Auch im direkten Kontakt mit der EDK erfährt man nicht sehr viel Neues – wenn man Christoph Mylaeus endlich einmal am Telefon hat. «Ich verstehe Ihre Frage nicht», lautet die Lieblingsantwort des EDK-Geschäftsführers, der auch die Arbeitsgruppe für die Weiterentwicklung des Medien- und Informatikunterrichts leitet. Der Mann ist ganz offensichtlich genervt, weil plötzlich alle von Medienkompetenz reden, ICT (Neudeutsch für Informations- und Kommunikationstechnik) seiner Ansicht nach aber einfach ein Schulbereich von vielen ist. Nicht unwichtiger als andere, aber garantiert auch nicht wichtiger. Darum ist «alles auch gar kein Problem», wie Mylaeus wiederholt sagt, wenn er wieder einmal eine Frage begriffen hat. Höchstens die Lehrerausbildung müsse noch verbessert werden, das zumindest räumt er ein, weil die Lehrer erst einmal selbst die viel zitierte Medienkompetenz erlangen müssen, ehe sie diese den Jugendlichen zu vermitteln.

Auch solche Probleme muss Mylaeus' Arbeitsgruppe beachten, wenn sie bis Mitte 2014 ihr Konzept ausarbeitet. Das Ergebnis wird aller Voraussicht nach für viele eine Enttäuschung sein, so gross wie die Erwartungen heute sind.

Kantone gefordert

Die Lösung für den schwierigen Umgang mit den neuen Medien werden weiterhin die einzelnen Kantone suchen. Und die einzelnen Schulen, die nicht nur im Medienunterricht auf das Problem reagieren müssen. Weil Schüler das Handy zur Überbrückung langweiliger Lektionen ge- und als digitaler Spickzettel missbraucht hatten, ist das Gerät an den meisten Orten schon seit Längerem verboten.

Ein paar Schulen gehen jetzt sogar noch weiter und verbannen die Smartphones ganz vom Schulhausplatz. In der Region hat das Gymnasium in Laufen dieses Regime vor Kurzem probehalber eingeführt. Die Schulleitung äusserte sich danach begeistert: In den Pausen würde wieder Pingpong und Schach gespielt und sogar geredet.

Weniger begeistert waren allerdings die Jugendlichen selbst, wie die Basellandschaftliche Zeitung berichtet. Sie sind nicht bereit, sich das Handy nehmen zu lassen.

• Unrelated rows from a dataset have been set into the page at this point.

//! Binding from JSON bodies on non-read methods

use argbind_http::{Handler, Method, Request, Response};
use argbind_params::temporal::{format_date, format_datetime};
use argbind_params::{
	BinderConfig, BoundArgs, ParamDescriptor, ParamType, ParameterBinder, Signature,
	parse_parameters, parse_with,
};
use async_trait::async_trait;
use chrono::{NaiveDate, NaiveDateTime};
use rstest::rstest;
use serde_json::{Value, json};

fn single(ty: ParamType) -> impl Handler {
	parse_parameters(
		Signature::new("request").param(ParamDescriptor::required("test", ty)),
		|_request, args: BoundArgs| async move { Response::json(&args.to_json()) },
	)
}

fn post(body: Value) -> Request {
	Request::builder()
		.method(Method::POST)
		.uri("/")
		.body(body.to_string())
		.build()
		.unwrap()
}

fn post_raw(body: &'static str) -> Request {
	Request::builder()
		.method(Method::POST)
		.uri("/")
		.body(body)
		.build()
		.unwrap()
}

async fn call(handler: &impl Handler, request: Request) -> (u16, Option<Value>) {
	match handler.handle(request).await {
		Ok(response) => (response.status.as_u16(), response.json_body().ok()),
		Err(error) => (error.status_code(), None),
	}
}

#[rstest]
#[case(json!({"test": 10}), 200, Some(json!({"test": 10})))]
#[case(json!({"test": "10"}), 200, Some(json!({"test": 10})))]
#[case(json!({"test": "not an integer"}), 400, None)]
#[case(json!({"test": 10.5}), 400, None)]
#[case(json!({"test": true}), 400, None)]
#[case(json!({"test": null}), 400, None)]
#[tokio::test]
async fn test_parse_int(#[case] body: Value, #[case] status: u16, #[case] expected: Option<Value>) {
	assert_eq!(call(&single(ParamType::Int), post(body)).await, (status, expected));
}

#[rstest]
#[case(json!({"test": true}), 200, Some(json!({"test": true})))]
#[case(json!({"test": false}), 200, Some(json!({"test": false})))]
#[case(json!({"test": "True"}), 200, Some(json!({"test": true})))]
#[case(json!({"test": "not an bool"}), 400, None)]
#[case(json!({"test": 1}), 400, None)]
#[tokio::test]
async fn test_parse_bool(#[case] body: Value, #[case] status: u16, #[case] expected: Option<Value>) {
	assert_eq!(call(&single(ParamType::Bool), post(body)).await, (status, expected));
}

#[rstest]
#[case(json!({"test": "hello"}), 200, Some(json!({"test": "hello"})))]
#[case(json!({"test": "400"}), 200, Some(json!({"test": "400"})))]
#[case(json!({"test": 400}), 200, Some(json!({"test": "400"})))]
#[case(json!({"test": ["a"]}), 400, None)]
#[case(json!({"test": {"a": 1}}), 400, None)]
#[tokio::test]
async fn test_parse_str(#[case] body: Value, #[case] status: u16, #[case] expected: Option<Value>) {
	assert_eq!(call(&single(ParamType::Str), post(body)).await, (status, expected));
}

#[rstest]
#[case(json!({"test": "2017-10-10T10:10:10"}), 200, Some(json!({"test": "2017-10-10T10:10:10"})))]
#[case(json!({"test": "2017-10-10T10:10:10.5Z"}), 200, Some(json!({"test": "2017-10-10T10:10:10.500"})))]
#[case(json!({"test": "not a datetime"}), 400, None)]
#[case(json!({"test": 1507630210}), 400, None)]
#[tokio::test]
async fn test_parse_datetime(
	#[case] body: Value,
	#[case] status: u16,
	#[case] expected: Option<Value>,
) {
	let handler = parse_parameters(
		Signature::new("request").param(ParamDescriptor::required("test", ParamType::DateTime)),
		|_request, mut args: BoundArgs| async move {
			let test: NaiveDateTime = args.take("test")?;
			Response::json(&json!({ "test": format_datetime(&test) }))
		},
	);
	assert_eq!(call(&handler, post(body)).await, (status, expected));
}

#[rstest]
#[case(json!({"test": "2017-10-19"}), 200, Some(json!({"test": "2017-10-19"})))]
#[case(json!({"test": "not a datetime"}), 400, None)]
#[tokio::test]
async fn test_parse_date(#[case] body: Value, #[case] status: u16, #[case] expected: Option<Value>) {
	let handler = parse_parameters(
		Signature::new("request").param(ParamDescriptor::required("test", ParamType::Date)),
		|_request, mut args: BoundArgs| async move {
			let test: NaiveDate = args.take("test")?;
			Response::json(&json!({ "test": format_date(&test) }))
		},
	);
	assert_eq!(call(&handler, post(body)).await, (status, expected));
}

#[rstest]
#[case(json!({"test": "one,two,three"}), 200, Some(json!({"test": ["one", "two", "three"]})))]
#[case(json!({"test": ["one", "two", "three"]}), 200, Some(json!({"test": ["one", "two", "three"]})))]
#[case(json!({"test": "not a datetime"}), 200, Some(json!({"test": ["not a datetime"]})))]
#[case(json!({"test": ["not a datetime"]}), 200, Some(json!({"test": ["not a datetime"]})))]
#[case(json!({"test": []}), 200, Some(json!({"test": []})))]
#[case(json!({}), 200, Some(json!({"test": null})))]
#[case(json!({"test": [1, 2]}), 400, None)]
#[tokio::test]
async fn test_parse_list(#[case] body: Value, #[case] status: u16, #[case] expected: Option<Value>) {
	let handler = parse_parameters(
		Signature::new("req").param(ParamDescriptor::optional("test", ParamType::StrList)),
		|_request, args: BoundArgs| async move { Response::json(&args.to_json()) },
	);
	assert_eq!(call(&handler, post(body)).await, (status, expected));
}

#[tokio::test]
async fn test_all_at_once() {
	let handler = parse_parameters(
		Signature::new("req")
			.param(ParamDescriptor::required("a", ParamType::Int))
			.param(ParamDescriptor::required("b", ParamType::Str))
			.param(ParamDescriptor::required("c", ParamType::DateTime))
			.param(ParamDescriptor::required("d", ParamType::Date))
			.param(ParamDescriptor::optional("e", ParamType::StrList)),
		|_request, args: BoundArgs| async move { Response::json(&args.to_json()) },
	);

	let response = call(
		&handler,
		post(json!({
			"a": 10,
			"b": "test",
			"c": "2017-10-10T10:10:10",
			"d": "2017-10-10",
			"e": ["a", "b", "c", "d", "e"],
		})),
	)
	.await;

	assert_eq!(
		response,
		(
			200,
			Some(json!({
				"a": 10,
				"b": "test",
				"c": "2017-10-10T10:10:10",
				"d": "2017-10-10",
				"e": ["a", "b", "c", "d", "e"],
			}))
		)
	);
}

#[rstest]
#[case(json!({}), json!({"test": "helloworld"}))]
#[case(json!({"test": "given"}), json!({"test": "given"}))]
#[tokio::test]
async fn test_optional(#[case] body: Value, #[case] expected: Value) {
	let handler = parse_parameters(
		Signature::new("request")
			.param(ParamDescriptor::required("test", ParamType::Str).with_default("helloworld")),
		|_request, args: BoundArgs| async move { Response::json(&args.to_json()) },
	);
	assert_eq!(call(&handler, post(body)).await, (200, Some(expected)));
}

#[tokio::test]
async fn test_empty_body_uses_defaults() {
	let handler = parse_parameters(
		Signature::new("request")
			.param(ParamDescriptor::required("test", ParamType::Str).with_default("helloworld")),
		|_request, args: BoundArgs| async move { Response::json(&args.to_json()) },
	);
	assert_eq!(
		call(&handler, post_raw("")).await,
		(200, Some(json!({"test": "helloworld"})))
	);
}

#[tokio::test]
async fn test_mandatory() {
	let error = single(ParamType::Str)
		.handle(post(json!({})))
		.await
		.unwrap_err();
	assert_eq!(error.status_code(), 400);
	assert_eq!(error.to_string(), "Bad or missing value for test");
}

#[rstest]
#[case(r#"{"test": "#)]
#[case("not json")]
#[case("[1, 2]")]
#[case("10")]
#[tokio::test]
async fn test_unusable_body_is_rejected(#[case] body: &'static str) {
	let error = single(ParamType::Str).handle(post_raw(body)).await.unwrap_err();
	assert_eq!(error.status_code(), 400);
	assert_eq!(error.to_string(), "Bad or missing value for request body");
}

#[tokio::test]
async fn test_unusable_body_without_parameters_is_still_rejected() {
	let handler = parse_parameters(Signature::new("request"), |_request, _args| async {
		Ok(Response::ok())
	});
	let error = handler.handle(post_raw("not json")).await.unwrap_err();
	assert_eq!(error.status_code(), 400);
}

#[tokio::test]
async fn test_query_is_ignored_for_post() {
	let request = Request::builder()
		.method(Method::POST)
		.uri("/int?test=10")
		.body("{}")
		.build()
		.unwrap();

	let error = single(ParamType::Int).handle(request).await.unwrap_err();
	assert_eq!(error.status_code(), 400);
}

#[tokio::test]
async fn test_with_path_params() {
	let handler = parse_parameters(
		Signature::new("request")
			.param(ParamDescriptor::required("path_param", ParamType::Int))
			.param(ParamDescriptor::required("test", ParamType::Str))
			.param(ParamDescriptor::required("test_2", ParamType::Int).with_default(35i64)),
		|_request, args: BoundArgs| async move { Response::json(&args.to_json()) },
	);
	let request = Request::builder()
		.method(Method::POST)
		.uri("/with/123/path_params")
		.path_param("path_param", "123")
		.body(r#"{"test": "hello", "path_param": 5}"#)
		.build()
		.unwrap();

	assert_eq!(
		call(&handler, request).await,
		(200, Some(json!({"path_param": 123, "test": "hello", "test_2": 35})))
	);
}

#[tokio::test]
async fn test_request_argument_name_is_never_bound() {
	let handler = parse_parameters(
		Signature::new("request")
			.param(ParamDescriptor::required("request", ParamType::Int))
			.param(ParamDescriptor::required("test", ParamType::Int)),
		|_request, args: BoundArgs| async move { Response::json(&args.to_json()) },
	);

	assert_eq!(
		call(&handler, post(json!({"test": 1}))).await,
		(200, Some(json!({"test": 1})))
	);
}

#[rstest]
#[case(Method::PUT)]
#[case(Method::PATCH)]
#[case(Method::DELETE)]
#[tokio::test]
async fn test_other_methods_read_the_body(#[case] method: Method) {
	let request = Request::builder()
		.method(method)
		.uri("/int?test=1")
		.body(r#"{"test": 10}"#)
		.build()
		.unwrap();

	assert_eq!(
		call(&single(ParamType::Int), request).await,
		(200, Some(json!({"test": 10})))
	);
}

#[tokio::test]
async fn test_configured_read_methods() {
	let config = BinderConfig::from_toml_str(r#"read_methods = ["GET", "DELETE"]"#).unwrap();
	let handler = parse_with(
		ParameterBinder::new(
			Signature::new("request").param(ParamDescriptor::required("test", ParamType::Int)),
		)
		.with_config(config),
		|_request, args: BoundArgs| async move { Response::json(&args.to_json()) },
	);
	let request = Request::builder()
		.method(Method::DELETE)
		.uri("/int?test=7")
		.build()
		.unwrap();

	assert_eq!(call(&handler, request).await, (200, Some(json!({"test": 7}))));
}

/// Outer wrapper that forwards to an already wrapped handler
struct RequireTestArg<H> {
	inner: H,
}

#[async_trait]
impl<H: Handler> Handler for RequireTestArg<H> {
	async fn handle(&self, request: Request) -> argbind_http::Result<Response> {
		self.inner.handle(request).await
	}
}

#[tokio::test]
async fn test_outer_wrapper_sees_declared_parameters() {
	let inner = parse_parameters(
		Signature::new("request").param(ParamDescriptor::required("test", ParamType::Int)),
		|_request, args: BoundArgs| async move { Response::json(&args.to_json()) },
	);
	assert!(inner.binder().signature().get("test").is_some());

	let handler = RequireTestArg { inner };
	assert_eq!(
		call(&handler, post(json!({"test": 10}))).await,
		(200, Some(json!({"test": 10})))
	);
}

Nur verständlich wenn auf einen harten Tag in der Schule schon der nächste Stress folgt – die 243 ungelesenen Nachrichten.


Während des Schreibens dieses Textes empfingen die Autoren 45 Mails, 12 SMS, 18 Anrufe, 17 WhatsApp-Nachrichten und 33 Herausforderungen von «Quizduell». Die Schreibarbeit wurde um schätzungsweise drei Stunden verlängert und die ständige Ablenkung war der Qualität des Textes wohl auch nicht sehr zuträglich. Diese App gehört gelöscht!